A company is a separate legal entity but is
an artificial one to some extent so the ability of the company engage in
commercial borrowing depends on
1.
The company still being in
existence i.e. not having been struck off
2.
Not being in receivership, liquidation
or under the protection of the court.
It is interesting to note that if a company
adopts the standard Table A articles of association and section 79 has not been
excluded from it, then the powers of the directors to borrow on behalf of the
company is ineffective.
Section 79 says that a company can only
borrow an amount equal to the nominal value of the issued share capital unless
the company in a general meeting authorises a higher amount.

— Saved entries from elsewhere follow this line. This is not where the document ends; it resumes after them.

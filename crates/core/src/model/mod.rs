mod course;
mod ids;
mod insight;
mod lesson;
mod module;
mod session;

pub use ids::{BlockId, CourseId, IdError, LessonId, ModuleId, SessionId, UserId};

pub use course::{
    Block, BlockKind, CourseError, CourseOutline, UserCourseProgress, block_percentage,
};
pub use insight::{Insight, InsightError, InsightText};
pub use lesson::{LessonKey, LessonProgress, LessonProgressError, LessonStatus, LessonUpdate};
pub use module::{
    ModuleOutline, ModuleProgress, ModuleProgressError, ProgressLevel, completion_percentage,
    format_time_spent,
};
pub use session::{LearningSession, SessionState, SessionStateError, SessionStep};
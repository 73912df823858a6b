#![forbid(unsafe_code)]

pub mod model;
pub mod recommend;
pub mod time;

pub use time::Clock;
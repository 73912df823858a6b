use serde::{Deserialize, Serialize};
use std::fmt;
use std::str::FromStr;
use thiserror::Error;
use uuid::Uuid;

/// Error returned when an identifier is empty or whitespace-only.
#[derive(Debug, Error, Clone, PartialEq, Eq)]
#[error("{kind} cannot be empty")]
pub struct IdError {
    kind: &'static str,
}

impl IdError {
    /// Name of the identifier type that failed validation.
    #[must_use]
    pub fn kind(&self) -> &'static str {
        self.kind
    }
}

macro_rules! string_id {
    ($(#[$meta:meta])* $name:ident) => {
        $(#[$meta])*
        #[derive(Clone, PartialEq, Eq, Hash, PartialOrd, Ord, Serialize, Deserialize)]
        #[serde(try_from = "String", into = "String")]
        pub struct $name(String);

        impl $name {
            #[doc = concat!("Creates a new `", stringify!($name), "`.")]
            ///
            /// # Errors
            ///
            /// Returns `IdError` if the value is empty or only whitespace.
            pub fn new(value: impl Into<String>) -> Result<Self, IdError> {
                let value = value.into();
                if value.trim().is_empty() {
                    return Err(IdError {
                        kind: stringify!($name),
                    });
                }
                Ok(Self(value))
            }

            /// Returns the underlying string value
            #[must_use]
            pub fn as_str(&self) -> &str {
                &self.0
            }
        }

        impl fmt::Debug for $name {
            fn fmt(&self, f: &mut fmt::Formatter<'_>) -> fmt::Result {
                write!(f, "{}({:?})", stringify!($name), self.0)
            }
        }

        impl fmt::Display for $name {
            fn fmt(&self, f: &mut fmt::Formatter<'_>) -> fmt::Result {
                f.write_str(&self.0)
            }
        }

        impl FromStr for $name {
            type Err = IdError;

            fn from_str(s: &str) -> Result<Self, Self::Err> {
                Self::new(s)
            }
        }

        impl TryFrom<String> for $name {
            type Error = IdError;

            fn try_from(value: String) -> Result<Self, Self::Error> {
                Self::new(value)
            }
        }

        impl From<$name> for String {
            fn from(id: $name) -> Self {
                id.0
            }
        }

        impl AsRef<str> for $name {
            fn as_ref(&self) -> &str {
                &self.0
            }
        }
    };
}

string_id!(
    /// Opaque subject identifier supplied by the auth provider.
    UserId
);
string_id!(
    /// Identifier of a module (a grouping of lessons).
    ModuleId
);
string_id!(
    /// Identifier of a lesson within a module.
    LessonId
);
string_id!(
    /// Identifier of a generated course.
    CourseId
);
string_id!(
    /// Identifier of a content block within a course.
    BlockId
);
string_id!(
    /// Opaque token identifying a learning session.
    SessionId
);

impl SessionId {
    /// Generates a fresh random session token.
    #[must_use]
    pub fn generate() -> Self {
        Self(Uuid::new_v4().to_string())
    }
}

// ─── Tests ─────────────────────────────────────────────────────────────────────
//! Next-action recommendation over a module's progress.
//!
//! Pure functions; lesson ordering is supplied by the caller through
//! [`LessonHints`].

use serde::{Deserialize, Serialize};

use crate::model::{LessonId, LessonProgress, LessonStatus, ModuleProgress};

#[derive(Debug, Clone, Copy, PartialEq, Eq, Hash, Serialize, Deserialize)]
#[serde(rename_all = "snake_case")]
pub enum NextAction {
    StartNextLesson,
    ContinueCurrentLesson,
    ModuleCompleted,
    ReviewCompleted,
}

#[derive(Debug, Clone, PartialEq, Eq, Serialize)]
pub struct Recommendation {
    pub action: NextAction,
    pub current_lesson_id: Option<LessonId>,
    pub next_lesson_id: Option<LessonId>,
}

impl Recommendation {
    fn new(action: NextAction) -> Self {
        Self {
            action,
            current_lesson_id: None,
            next_lesson_id: None,
        }
    }
}

/// Lesson ids pre-resolved from the catalog's ordering.
#[derive(Debug, Clone, Default, PartialEq, Eq)]
pub struct LessonHints {
    pub first_lesson_id: Option<LessonId>,
    pub next_lesson_id: Option<LessonId>,
}

impl LessonHints {
    /// First lesson in order, and the first one not yet completed.
    #[must_use]
    pub fn resolve(ordered_lessons: &[LessonId], progress: &ModuleProgress) -> Self {
        Self {
            first_lesson_id: ordered_lessons.first().cloned(),
            next_lesson_id: ordered_lessons
                .iter()
                .find(|id| progress.lesson_status(id) != LessonStatus::Completed)
                .cloned(),
        }
    }
}

/// Decide what the learner should do next in a module.
///
/// First match wins:
/// 1. module completed
/// 2. `current_lesson_id` is in progress: continue it
/// 3. another lesson is in progress: continue the most recently updated one
/// 4. some lessons completed: start `hints.next_lesson_id`
/// 5. nothing completed: start `hints.first_lesson_id`
#[must_use]
pub fn recommend_next_action(
    progress: &ModuleProgress,
    current_lesson_id: Option<&LessonId>,
    hints: &LessonHints,
) -> Recommendation {
    if progress.is_completed() {
        return Recommendation::new(NextAction::ModuleCompleted);
    }

    if let Some(current) = current_lesson_id {
        if progress.lesson_status(current) == LessonStatus::InProgress {
            return Recommendation {
                current_lesson_id: Some(current.clone()),
                ..Recommendation::new(NextAction::ContinueCurrentLesson)
            };
        }
    }

    if let Some(latest) = most_recent_in_progress(progress.lessons()) {
        return Recommendation {
            current_lesson_id: Some(latest.lesson_id().clone()),
            ..Recommendation::new(NextAction::ContinueCurrentLesson)
        };
    }

    // Count, not percentage: 1 of 300 completed rounds to 0% but is not a fresh start.
    let next_lesson_id = if progress.completed_lessons() > 0 {
        hints.next_lesson_id.clone()
    } else {
        hints.first_lesson_id.clone()
    };

    Recommendation {
        current_lesson_id: current_lesson_id.cloned(),
        next_lesson_id,
        ..Recommendation::new(NextAction::StartNextLesson)
    }
}

/// Suggest a completed lesson to revisit: the one completed longest ago.
///
/// Returns `None` when nothing has been completed yet.
#[must_use]
pub fn recommend_review(progress: &ModuleProgress) -> Option<Recommendation> {
    progress
        .lessons()
        .iter()
        .filter(|l| l.is_completed())
        .min_by(|a, b| {
            a.completed_at()
                .cmp(&b.completed_at())
                .then_with(|| a.lesson_id().cmp(b.lesson_id()))
        })
        .map(|lesson| Recommendation {
            current_lesson_id: Some(lesson.lesson_id().clone()),
            ..Recommendation::new(NextAction::ReviewCompleted)
        })
}

// Latest updated_at wins, then more attempts, then the smaller lesson id.
fn most_recent_in_progress(lessons: &[LessonProgress]) -> Option<&LessonProgress> {
    lessons
        .iter()
        .filter(|l| l.status() == LessonStatus::InProgress)
        .max_by(|a, b| {
            a.updated_at()
                .cmp(&b.updated_at())
                .then_with(|| a.attempts().cmp(&b.attempts()))
                .then_with(|| b.lesson_id().cmp(a.lesson_id()))
        })
}

#[cfg(test)]
mod tests {
    use super::*;
    use crate::model::{LessonKey, LessonUpdate, ModuleId, UserId};
    use crate::time::fixed_now;
    use chrono::{DateTime, Duration, Utc};

    fn lesson(id: &str) -> LessonId {
        LessonId::new(id).unwrap()
    }

    fn tracked(id: &str, status: LessonStatus, at: DateTime<Utc>) -> LessonProgress {
        let key = LessonKey::new(
            UserId::new("u1").unwrap(),
            ModuleId::new("m1").unwrap(),
            lesson(id),
        );
        let mut p = LessonProgress::fresh(key, at);
        p.apply(&LessonUpdate::new(status, 10, None).unwrap(), at);
        p
    }

    fn module(total: i64, lessons: Vec<LessonProgress>) -> ModuleProgress {
        ModuleProgress::calculate(ModuleId::new("m1").unwrap(), total, lessons).unwrap()
    }

    fn ordered() -> Vec<LessonId> {
        vec![lesson("l1"), lesson("l2"), lesson("l3")]
    }

    #[test]
    fn fresh_module_starts_first_lesson() {
        let progress = module(3, Vec::new());
        let hints = LessonHints::resolve(&ordered(), &progress);
        let rec = recommend_next_action(&progress, None, &hints);
        assert_eq!(rec.action, NextAction::StartNextLesson);
        assert_eq!(rec.next_lesson_id, Some(lesson("l1")));
    }

    #[test]
    fn completed_module_is_celebrated() {
        let now = fixed_now();
        let progress = module(
            2,
            vec![
                tracked("l1", LessonStatus::Completed, now),
                tracked("l2", LessonStatus::Completed, now),
            ],
        );
        let rec = recommend_next_action(&progress, Some(&lesson("l2")), &LessonHints::default());
        assert_eq!(rec.action, NextAction::ModuleCompleted);
    }

    #[test]
    fn current_in_progress_lesson_is_continued() {
        let now = fixed_now();
        let progress = module(
            3,
            vec![
                tracked("l1", LessonStatus::InProgress, now + Duration::minutes(5)),
                tracked("l2", LessonStatus::InProgress, now),
            ],
        );
        let rec = recommend_next_action(&progress, Some(&lesson("l2")), &LessonHints::default());
        assert_eq!(rec.action, NextAction::ContinueCurrentLesson);
        assert_eq!(rec.current_lesson_id, Some(lesson("l2")));
    }

    #[test]
    fn most_recently_updated_in_progress_lesson_wins() {
        let now = fixed_now();
        let progress = module(
            3,
            vec![
                tracked("l1", LessonStatus::InProgress, now),
                tracked("l3", LessonStatus::InProgress, now + Duration::minutes(1)),
            ],
        );
        let rec = recommend_next_action(&progress, None, &LessonHints::default());
        assert_eq!(rec.action, NextAction::ContinueCurrentLesson);
        assert_eq!(rec.current_lesson_id, Some(lesson("l3")));
    }

    #[test]
    fn equal_timestamps_fall_back_to_smallest_lesson_id() {
        let now = fixed_now();
        let progress = module(
            3,
            vec![
                tracked("l2", LessonStatus::InProgress, now),
                tracked("l1", LessonStatus::InProgress, now),
            ],
        );
        let rec = recommend_next_action(&progress, None, &LessonHints::default());
        assert_eq!(rec.current_lesson_id, Some(lesson("l1")));
    }

    #[test]
    fn partially_done_module_starts_next_unfinished_lesson() {
        let now = fixed_now();
        let progress = module(3, vec![tracked("l1", LessonStatus::Completed, now)]);
        let hints = LessonHints::resolve(&ordered(), &progress);
        let rec = recommend_next_action(&progress, Some(&lesson("l1")), &hints);
        assert_eq!(rec.action, NextAction::StartNextLesson);
        assert_eq!(rec.next_lesson_id, Some(lesson("l2")));
    }

    #[test]
    fn one_completion_in_a_large_module_is_not_a_fresh_start() {
        let progress = module(300, vec![tracked("l1", LessonStatus::Completed, fixed_now())]);
        assert_eq!(progress.completion_percentage(), 0);

        let hints = LessonHints::resolve(&ordered(), &progress);
        let rec = recommend_next_action(&progress, Some(&lesson("l1")), &hints);
        assert_eq!(rec.action, NextAction::StartNextLesson);
        assert_eq!(rec.next_lesson_id, Some(lesson("l2")));
    }

    #[test]
    fn review_picks_oldest_completion() {
        let now = fixed_now();
        let progress = module(
            3,
            vec![
                tracked("l2", LessonStatus::Completed, now + Duration::days(1)),
                tracked("l1", LessonStatus::Completed, now),
                tracked("l3", LessonStatus::InProgress, now),
            ],
        );
        let rec = recommend_review(&progress).unwrap();
        assert_eq!(rec.action, NextAction::ReviewCompleted);
        assert_eq!(rec.current_lesson_id, Some(lesson("l1")));
    }

    #[test]
    fn nothing_to_review_without_completions() {
        let progress = module(2, vec![tracked("l1", LessonStatus::InProgress, fixed_now())]);
        assert!(recommend_review(&progress).is_none());
    }
}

This can be of
enormous significance if the legal team advising the bank overlook this point
when granting loans to companies.
A bank will usually take either a fixed
charge (on a property) or a floating charge (on stock or debtors or assets that
change).
A fixed charge has preference over a
floating charge and preferential creditors such as employees and the Revenue
Commissioners. But the latter have preference over a floating charge in a wind
up situation.
The person wishing to borrow for the
company must have the capacity to do so. This means they cannot be acting ultra vires, as seen in AG v Great Eastern Railway.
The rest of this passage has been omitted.